Letters 4/24/08

April 24, 2008
Ph.D.s don’t make sense

I totally agree with your editorial (“Want to compete globally? Education isn’t enough,” Feb. 21), especially with regard to Americans getting Ph.D.s.

In 1992, I was in graduate school for mechanical engineering and I decided I might as well get my Ph.D. So I took the qualifying exams and was admitted to the program. But I started to observe some things as I took classes; There seemed to be an awful lot of post-docs around. I got to talking with them and others who were there specifically on postdoc fellowships. Each and every one of them was having enormous trouble finding work. Indeed, most were doing postdocs because they couldn’t find anything else.

So I asked the professors what was going on, and they told me that there is, in fact, a small market for people with Ph.D.s. I talked with friends in industry and was told the same thing. And that people with Ph.D.s are almost universally shunted into pure research, with little chance of doing anything truly applied. I decided to drop out of the Ph.D. program after one year, got a job, and have not looked back ... too often. I still wonder about my choice.

What’s my fundamental point? Not only is there little-to-no chance of a Ph.D. being a financially viable investment, there is tremendous difficulty in finding work once you earn a Ph.D. Even for professors there is a glut, or at least there was at the time and I would imagine it is the same now.

With the difficulty of finding work, coupled with the willingness of immigrant Ph.D.s to take jobs at pay levels that destroys any incentive to pursue a Ph.D. financially, why bother?
David Hunt

Patent Nonsense

William Hawkins editorial piece (“Patent reform threatens U.S. compe t it ivene ss ,” March 6) would be funny if it wasn’t so dangerous. His “save the little guy” rhetoric rings hollow in a system that already doesn’t do the little guy any good. He says “smaller enterprises drive true innovation,” and notes that 60% of U.S. patents are held by manufacturers. And never does Mr. Hawkins mention the gaping flaws in our current system. The Lemelson patent ring a bell? How about Rambus defrauding Jedec? The Amazon One-Click patent? The ridiculous SCO versus IBM suit? PanIP going after small e-commerce sites, since apparently it holds a patent on the concept of e-commerce? I’m not saying that S.1145 would solve all our problems, but we are desperately in need of patent reform. Ten monkeys banging on a typewriter for 15 minutes could produce better patent law than we have right now.
James Ingram

More MPG follies

Regarding your reply to Richard Petters Letters, Feb. 12), you take issue with his assertion that, “The majority of one’s driving is between home and routine points ... (and it isn’t) likely to change with an increase in the CAFE standard ...”, by replying that his statement could have been made decades ago and that history shows the public has not cut back on its driving.

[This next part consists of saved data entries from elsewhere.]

//! In-memory backend for tests
//!
//! Tracks a flat device tree in a mutex and answers the `StorageBackend`
//! port without touching real storage. Individual operations can be
//! scripted to fail once via [`MockBackend::fail_next`].

use crate::domain::{
    DeviceDescription, DeviceKind, DevicePath, ElementRef, PoolDescription, StorageBackend,
};
use crate::error::{Error, Result};
use crate::redundancy::{RaidLevel, RedundancyProfile};
use async_trait::async_trait;
use parking_lot::Mutex;
use std::collections::HashMap;

const DEFAULT_EXTENT_SIZE: u64 = 4 * 1024 * 1024;

#[derive(Debug, Clone)]
struct MockDevice {
    description: DeviceDescription,
    profile: RedundancyProfile,
}

#[derive(Default)]
struct MockState {
    devices: HashMap<String, MockDevice>,
    pools: HashMap<String, PoolDescription>,
    planned_failures: HashMap<String, String>,
    last_raid_level: Option<RaidLevel>,
    volume_counter: u64,
}

/// Scriptable in-memory `StorageBackend`
pub struct MockBackend {
    state: Mutex<MockState>,
}

impl MockBackend {
    pub fn new() -> Self {
        Self {
            state: Mutex::new(MockState::default()),
        }
    }

    /// Register a plain disk with the default redundancy profile
    pub fn add_disk(&self, path: &str, size_bytes: u64) {
        self.add_device(path, DeviceKind::Disk, size_bytes, RedundancyProfile::default());
    }

    /// Register a device with an explicit kind and profile
    pub fn add_device(
        &self,
        path: &str,
        kind: DeviceKind,
        size_bytes: u64,
        profile: RedundancyProfile,
    ) {
        let name = path.rsplit('/').next().unwrap_or(path).to_string();
        let device = MockDevice {
            description: DeviceDescription {
                path: DevicePath::from(path),
                name,
                kind,
                size_bytes,
                element_ref: ElementRef::new(format!("device:{path}")),
                pool: None,
            },
            profile,
        };
        self.state.lock().devices.insert(path.to_string(), device);
    }

    /// Register a volume group over previously added member devices
    pub fn add_pool(&self, path: &str, name: &str, members: &[&str]) {
        let mut state = self.state.lock();
        let size_bytes = members
            .iter()
            .filter_map(|m| state.devices.get(*m))
            .map(|d| d.description.size_bytes)
            .sum();
        let pool = PoolDescription {
            path: DevicePath::from(path),
            name: name.to_string(),
            size_bytes,
            extent_size_bytes: DEFAULT_EXTENT_SIZE,
            element_ref: ElementRef::new(format!("pool:{path}")),
            members: members.iter().map(|m| DevicePath::from(*m)).collect(),
        };
        state.pools.insert(path.to_string(), pool);
    }

    /// Register an assembled RAID array over member devices
    pub fn add_raid(&self, path: &str, name: &str, level: RaidLevel, members: &[&str]) {
        let (size_bytes, profile) = {
            let state = self.state.lock();
            let profiles: Vec<RedundancyProfile> = members
                .iter()
                .filter_map(|m| state.devices.get(*m))
                .map(|d| d.profile)
                .collect();
            let size = members
                .iter()
                .filter_map(|m| state.devices.get(*m))
                .map(|d| d.description.size_bytes)
                .min()
                .unwrap_or(0);
            (size, RedundancyProfile::combine(&profiles, Some(level)))
        };
        let name_owned = name.to_string();
        let device = MockDevice {
            description: DeviceDescription {
                path: DevicePath::from(path),
                name: name_owned,
                kind: DeviceKind::RaidArray,
                size_bytes,
                element_ref: ElementRef::new(format!("device:{path}")),
                pool: None,
            },
            profile,
        };
        self.state.lock().devices.insert(path.to_string(), device);
    }

    /// Make the next call of `operation` fail with the given message
    pub fn fail_next(&self, operation: &str, message: &str) {
        self.state
            .lock()
            .planned_failures
            .insert(operation.to_string(), message.to_string());
    }

    pub fn device_exists(&self, path: &str) -> bool {
        self.state.lock().devices.contains_key(path)
    }

    pub fn pool_exists(&self, path: &str) -> bool {
        self.state.lock().pools.contains_key(path)
    }

    /// Level of the most recently assembled RAID array
    pub fn last_raid_level(&self) -> Option<RaidLevel> {
        self.state.lock().last_raid_level
    }

    fn check_failure(&self, operation: &str) -> Result<()> {
        if let Some(reason) = self.state.lock().planned_failures.remove(operation) {
            return Err(Error::BackendOperationFailed {
                operation: operation.to_string(),
                reason,
            });
        }
        Ok(())
    }
}

impl Default for MockBackend {
    fn default() -> Self {
        Self::new()
    }
}

#[async_trait]
impl StorageBackend for MockBackend {
    async fn find_device(&self, path: &DevicePath) -> Result<Option<DeviceDescription>> {
        self.check_failure("find_device")?;
        Ok(self
            .state
            .lock()
            .devices
            .get(path.as_str())
            .map(|d| d.description.clone()))
    }

    async fn find_pool(&self, path: &DevicePath) -> Result<Option<PoolDescription>> {
        self.check_failure("find_pool")?;
        Ok(self.state.lock().pools.get(path.as_str()).cloned())
    }

    async fn redundancy(&self, path: &DevicePath) -> Result<RedundancyProfile> {
        self.check_failure("redundancy")?;
        let state = self.state.lock();
        if let Some(device) = state.devices.get(path.as_str()) {
            return Ok(device.profile);
        }
        if let Some(pool) = state.pools.get(path.as_str()) {
            let profiles: Vec<RedundancyProfile> = pool
                .members
                .iter()
                .filter_map(|m| state.devices.get(m.as_str()))
                .map(|d| d.profile)
                .collect();
            if profiles.is_empty() {
                return Ok(RedundancyProfile::default());
            }
            return Ok(RedundancyProfile::combine(&profiles, None));
        }
        Err(Error::DeviceNotFound {
            path: path.to_string(),
        })
    }

    async fn create_volume_group(
        &self,
        name: Option<&str>,
        devices: &[DevicePath],
        extent_size_bytes: Option<u64>,
    ) -> Result<PoolDescription> {
        self.check_failure("create_volume_group")?;
        let mut state = self.state.lock();
        let name = match name {
            Some(name) => name.to_string(),
            None => {
                state.volume_counter += 1;
                format!("vg{}", state.volume_counter)
            }
        };
        let path = format!("/dev/{name}");
        let size_bytes = devices
            .iter()
            .filter_map(|d| state.devices.get(d.as_str()))
            .map(|d| d.description.size_bytes)
            .sum();
        let pool = PoolDescription {
            path: DevicePath::from(path.as_str()),
            name,
            size_bytes,
            extent_size_bytes: extent_size_bytes.unwrap_or(DEFAULT_EXTENT_SIZE),
            element_ref: ElementRef::new(format!("pool:{path}")),
            members: devices.to_vec(),
        };
        state.pools.insert(path, pool.clone());
        Ok(pool)
    }

    async fn delete_volume_group(&self, pool: &DevicePath) -> Result<()> {
        self.check_failure("delete_volume_group")?;
        let mut state = self.state.lock();
        if state.pools.remove(pool.as_str()).is_none() {
            return Err(Error::DeviceNotFound {
                path: pool.to_string(),
            });
        }
        Ok(())
    }

    async fn create_raid(
        &self,
        name: Option<&str>,
        level: RaidLevel,
        devices: &[DevicePath],
    ) -> Result<DeviceDescription> {
        self.check_failure("create_raid")?;
        let mut state = self.state.lock();
        let name = match name {
            Some(name) => name.to_string(),
            None => {
                state.volume_counter += 1;
                format!("md{}", state.volume_counter)
            }
        };
        let path = format!("/dev/{name}");
        let profiles: Vec<RedundancyProfile> = devices
            .iter()
            .filter_map(|d| state.devices.get(d.as_str()))
            .map(|d| d.profile)
            .collect();
        let size_bytes = devices
            .iter()
            .filter_map(|d| state.devices.get(d.as_str()))
            .map(|d| d.description.size_bytes)
            .min()
            .unwrap_or(0);
        let description = DeviceDescription {
            path: DevicePath::from(path.as_str()),
            name,
            kind: DeviceKind::RaidArray,
            size_bytes,
            element_ref: ElementRef::new(format!("device:{path}")),
            pool: None,
        };
        state.devices.insert(
            path,
            MockDevice {
                description: description.clone(),
                profile: RedundancyProfile::combine(&profiles, Some(level)),
            },
        );
        state.last_raid_level = Some(level);
        Ok(description)
    }

    async fn delete_raid(&self, device: &DevicePath) -> Result<()> {
        self.check_failure("delete_raid")?;
        let mut state = self.state.lock();
        if state.devices.remove(device.as_str()).is_none() {
            return Err(Error::DeviceNotFound {
                path: device.to_string(),
            });
        }
        Ok(())
    }

    async fn create_logical_volume(
        &self,
        pool: &DevicePath,
        name: Option<&str>,
        size_bytes: u64,
    ) -> Result<DeviceDescription> {
        self.check_failure("create_logical_volume")?;
        let mut state = self.state.lock();
        let extent_size = state
            .pools
            .get(pool.as_str())
            .map(|p| p.extent_size_bytes)
            .ok_or_else(|| Error::DeviceNotFound {
                path: pool.to_string(),
            })?;
        let name = match name {
            Some(name) => name.to_string(),
            None => {
                state.volume_counter += 1;
                format!("lv{}", state.volume_counter)
            }
        };
        let path = format!("{pool}/{name}");
        let achieved = align_up(size_bytes, extent_size);
        let description = DeviceDescription {
            path: DevicePath::from(path.as_str()),
            name,
            kind: DeviceKind::LogicalVolume,
            size_bytes: achieved,
            element_ref: ElementRef::new(format!("device:{path}")),
            pool: Some(pool.clone()),
        };
        state.devices.insert(
            path,
            MockDevice {
                description: description.clone(),
                profile: RedundancyProfile::default(),
            },
        );
        Ok(description)
    }

    async fn resize_logical_volume(&self, device: &DevicePath, size_bytes: u64) -> Result<u64> {
        self.check_failure("resize_logical_volume")?;
        let mut state = self.state.lock();
        let extent_size = {
            let entry = state
                .devices
                .get(device.as_str())
                .ok_or_else(|| Error::DeviceNotFound {
                    path: device.to_string(),
                })?;
            entry
                .description
                .pool
                .as_ref()
                .and_then(|p| state.pools.get(p.as_str()))
                .map(|p| p.extent_size_bytes)
                .unwrap_or(DEFAULT_EXTENT_SIZE)
        };
        let achieved = align_up(size_bytes, extent_size);
        if let Some(entry) = state.devices.get_mut(device.as_str()) {
            entry.description.size_bytes = achieved;
        }
        Ok(achieved)
    }
}

fn align_up(value: u64, alignment: u64) -> u64 {
    value.div_ceil(alignment) * alignment
}
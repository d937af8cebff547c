//! Blockplane - Storage Configuration Job Engine
//!
//! An asynchronous configuration-job engine and storage-redundancy
//! constraint resolver for a storage management service. Declarative
//! requests (create a RAID with a redundancy goal, create a volume
//! group, resize a logical volume) are validated against device
//! capabilities, executed off the caller's path by a bounded worker
//! pool, and reported as typed, inspectable job results.
//!
//! # Architecture
//!
//! ```text
//! ┌────────────────────────────────────────────────────────────────────┐
//! │                 StorageConfigurationService                        │
//! │   validate parameters ─▶ resolve redundancy ─▶ schedule job        │
//! ├──────────────────────────┬─────────────────────────────────────────┤
//! │   Redundancy Resolver    │              Job Engine                 │
//! │  ┌────────────────────┐  │  ┌───────────┐      ┌────────────────┐  │
//! │  │ RedundancyProfile  │  │  │ JobManager│─────▶│ worker pool    │  │
//! │  │ RedundancyGoal     │  │  │ FIFO queue│      │ (fixed size)   │  │
//! │  │ select_level()     │  │  └───────────┘      └───────┬────────┘  │
//! │  └────────────────────┘  │                             │           │
//! ├──────────────────────────┴─────────────────────────────┼───────────┤
//! │                    StorageBackend port                 ▼           │
//! │        (partitioning / LVM / RAID assembly - external)             │
//! └────────────────────────────────────────────────────────────────────┘
//! ```
//!
//! # Modules
//!
//! - [`redundancy`]: profiles, goals and RAID level selection
//! - [`jobs`]: the job state machine and the worker pool
//! - [`service`]: the declarative operation surface
//! - [`domain`]: ports to the storage-manipulation collaborator
//! - [`error`]: error types and protocol encodings

pub mod domain;
pub mod error;
pub mod jobs;
pub mod redundancy;
pub mod service;

#[cfg(test)]
pub(crate) mod testing;

// Re-export commonly used types
pub use domain::{
    DeviceDescription, DeviceKind, DevicePath, ElementRef, ExecutionContext, PoolDescription,
    StorageBackend, StorageBackendRef,
};

pub use error::{Error, ErrorCode, Result};

pub use jobs::{
    Job, JobError, JobManager, JobManagerConfig, JobManagerStatsSnapshot, JobOutcome, JobResult,
    JobSnapshot, JobSpec, JobState, ReturnValue,
};

pub use redundancy::{
    select_level, Dimension, GoalMismatch, GoalRange, ParityLayout, RaidLevel, RedundancyGoal,
    RedundancyProfile,
};

pub use service::{
    CreateOrModifyElementFromElementsRequest, CreateOrModifyElementFromStoragePoolRequest,
    CreateOrModifyLvRequest, CreateOrModifyRaidRequest, CreateOrModifyStoragePoolRequest,
    CreateOrModifyVgRequest, DeleteRaidRequest, DeleteStoragePoolRequest, DeleteVgRequest,
    MethodReturn, ReturnCode, StorageConfigurationService,
};

/// Library version
pub const VERSION: &str = env!("CARGO_PKG_VERSION");

/// Library name
pub const NAME: &str = env!("CARGO_PKG_NAME");
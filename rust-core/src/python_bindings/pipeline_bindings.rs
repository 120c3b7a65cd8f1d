//! Python bindings for the per-tick pipeline

use std::path::Path;

use numpy::{PyArray1, PyReadonlyArray1};
use pyo3::prelude::*;
use pyo3::types::PyDict;

use super::to_py_err;
use crate::config::PipelineConfig;
use crate::pipeline::Pipeline;
use crate::trace::Trace;

fn read_array(array: &PyReadonlyArray1<f64>) -> PyResult<Vec<f64>> {
    array
        .as_slice()
        .map(|s| s.to_vec())
        .map_err(|e| PyErr::new::<pyo3::exceptions::PyValueError, _>(e.to_string()))
}

fn build_trace(freq: Vec<f64>, mag: Vec<f64>, phase: Vec<f64>) -> PyResult<Trace> {
    Trace::new(freq, mag, phase)
        .map_err(|e| PyErr::new::<pyo3::exceptions::PyValueError, _>(e.to_string()))
}

/// Trace analysis pipeline exposed to Python
#[pyclass(name = "Pipeline", unsendable)]
pub struct PyPipeline {
    pipeline: Pipeline,
}

#[pymethods]
impl PyPipeline {
    /// Create a pipeline
    ///
    /// Args:
    ///     config_path: TOML configuration file (default: built-in reference setup)
    #[new]
    #[pyo3(signature = (config_path=None))]
    fn new(config_path: Option<String>) -> PyResult<Self> {
        let config = match config_path {
            Some(path) => PipelineConfig::load(Some(Path::new(&path)))
                .map_err(|e| PyErr::new::<pyo3::exceptions::PyValueError, _>(e.to_string()))?,
            None => PipelineConfig::default(),
        };

        Ok(Self {
            pipeline: Pipeline::new(config).map_err(to_py_err)?,
        })
    }

    /// Run one tick on a sweep
    ///
    /// Args:
    ///     freq: Frequencies in MHz
    ///     mag: Magnitudes in dB
    ///     phase: Phases in degrees
    ///     sampling_rate: Sweeps per second reported by the instrument
    ///
    /// Returns:
    ///     Dictionary with keys: 'freq', 'raw_db', 'base_db', 'diff_db',
    ///     'filtered_diff_db', 'peaks', 'fps', 'target_ids', 'threshold',
    ///     'peak', 'quantized', 'active_band', 'timeline_x', 'timeline_y',
    ///     'timeline_latest'
    #[pyo3(signature = (freq, mag, phase, sampling_rate=0.0))]
    fn process<'py>(
        &mut self,
        py: Python<'py>,
        freq: PyReadonlyArray1<f64>,
        mag: PyReadonlyArray1<f64>,
        phase: PyReadonlyArray1<f64>,
        sampling_rate: f64,
    ) -> PyResult<&'py PyDict> {
        let trace = build_trace(read_array(&freq)?, read_array(&mag)?, read_array(&phase)?)?;
        let out = self.pipeline.process(&trace, sampling_rate).map_err(to_py_err)?;

        let dict = PyDict::new(py);
        let frame = out.frame;
        let peaks: Vec<i64> = frame.peaks.iter().map(|&p| p as i64).collect();
        let target_ids: Vec<i64> = frame.window_indices.iter().map(|&i| i as i64).collect();
        dict.set_item("freq", PyArray1::from_vec(py, frame.frequencies))?;
        dict.set_item("raw_db", PyArray1::from_vec(py, frame.raw_magnitudes))?;
        dict.set_item("base_db", PyArray1::from_vec(py, frame.baseline_fit))?;
        dict.set_item("diff_db", PyArray1::from_vec(py, frame.raw_diff))?;
        dict.set_item("filtered_diff_db", PyArray1::from_vec(py, frame.filtered_diff))?;
        dict.set_item("peaks", PyArray1::from_vec(py, peaks))?;
        dict.set_item("fps", frame.sampling_rate)?;
        dict.set_item("target_ids", PyArray1::from_vec(py, target_ids))?;
        dict.set_item("threshold", frame.threshold)?;
        dict.set_item("peak", out.peak)?;
        dict.set_item("quantized", out.quantized)?;
        dict.set_item("active_band", out.active_band)?;
        dict.set_item("timeline_x", PyArray1::from_vec(py, out.timeline.positions))?;
        dict.set_item("timeline_y", PyArray1::from_vec(py, out.timeline.values))?;
        dict.set_item("timeline_latest", out.timeline.latest_index)?;

        Ok(dict)
    }

    /// Average recorded sweeps into a new calibration baseline
    ///
    /// Args:
    ///     sweeps: List of exactly `ave_num` (freq, mag, phase) sequences
    ///
    /// Returns:
    ///     Sweeps per second observed while calibrating
    fn calibrate(&mut self, sweeps: Vec<(Vec<f64>, Vec<f64>, Vec<f64>)>) -> PyResult<f64> {
        let traces = sweeps
            .into_iter()
            .map(|(freq, mag, phase)| build_trace(freq, mag, phase))
            .collect::<PyResult<Vec<_>>>()?;

        let baseline = self.pipeline.calibrate_recorded(traces).map_err(to_py_err)?;
        Ok(baseline.sampling_rate())
    }

    /// Latest calibration baseline
    ///
    /// Returns:
    ///     Dictionary with keys: 'freq', 'ave_db', 'ave_phase', 'std_db',
    ///     'std_phase', or None before the first calibration
    fn baseline<'py>(&self, py: Python<'py>) -> PyResult<Option<&'py PyDict>> {
        let Some(baseline) = self.pipeline.shared_baseline().current() else {
            return Ok(None);
        };

        let dict = PyDict::new(py);
        dict.set_item("freq", PyArray1::from_vec(py, baseline.frequencies().to_vec()))?;
        dict.set_item("ave_db", PyArray1::from_vec(py, baseline.average_magnitudes().to_vec()))?;
        dict.set_item("ave_phase", PyArray1::from_vec(py, baseline.average_phases().to_vec()))?;
        dict.set_item("std_db", PyArray1::from_vec(py, baseline.std_magnitudes().to_vec()))?;
        dict.set_item("std_phase", PyArray1::from_vec(py, baseline.std_phases().to_vec()))?;
        Ok(Some(dict))
    }

    /// Sweep relative to the calibration baseline
    ///
    /// Returns:
    ///     Tuple of (freq, diff_db, diff_phase) arrays
    fn relative<'py>(
        &self,
        py: Python<'py>,
        freq: PyReadonlyArray1<f64>,
        mag: PyReadonlyArray1<f64>,
        phase: PyReadonlyArray1<f64>,
    ) -> PyResult<(&'py PyArray1<f64>, &'py PyArray1<f64>, &'py PyArray1<f64>)> {
        let baseline = self.pipeline.shared_baseline().current().ok_or_else(|| {
            PyErr::new::<pyo3::exceptions::PyRuntimeError, _>("not calibrated")
        })?;
        let trace = build_trace(read_array(&freq)?, read_array(&mag)?, read_array(&phase)?)?;
        let rel = baseline.relative(&trace).map_err(to_py_err)?;

        Ok((
            PyArray1::from_vec(py, rel.frequencies),
            PyArray1::from_vec(py, rel.magnitudes),
            PyArray1::from_vec(py, rel.phases),
        ))
    }

    /// Timeline as (positions, values) arrays
    fn timeline<'py>(&self, py: Python<'py>) -> (&'py PyArray1<f64>, &'py PyArray1<f64>) {
        let payload = self.pipeline.timeline_payload();
        (
            PyArray1::from_vec(py, payload.positions),
            PyArray1::from_vec(py, payload.values),
        )
    }

    /// Number of completed ticks
    fn ticks(&self) -> u64 {
        self.pipeline.ticks()
    }
}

It seems to me that it is self-evident that Petters’ basic assertion is absolutely true, has been true in the past, and will be true in the foreseeable future. After all, with the exception of people who stay at home, children, and professional drivers, most working people do in fact drive in exactly that pattern. On weekends, they will drive to whatever recreation, shopping, or errand that they need to, as they have in the past.

If people are actually driving more these days than they used to, as you seem to be suggesting, perhaps it is due to the fact that more and more people are choosing to live further from their places of employment than they did decades ago. This is due to the flight to the suburbs as well as the current employment situation, with less stability in jobs causing people to change jobs more frequently. If they don’t want or cannot afford to move their every time they change jobs, there is a good chance that their day-to-day drive will be longer than before.

Accordingly, it seems to me that your rationale in shooting down Petters’ argument is based on a rather shallow reading of statistics, and is most likely not reflective of reality.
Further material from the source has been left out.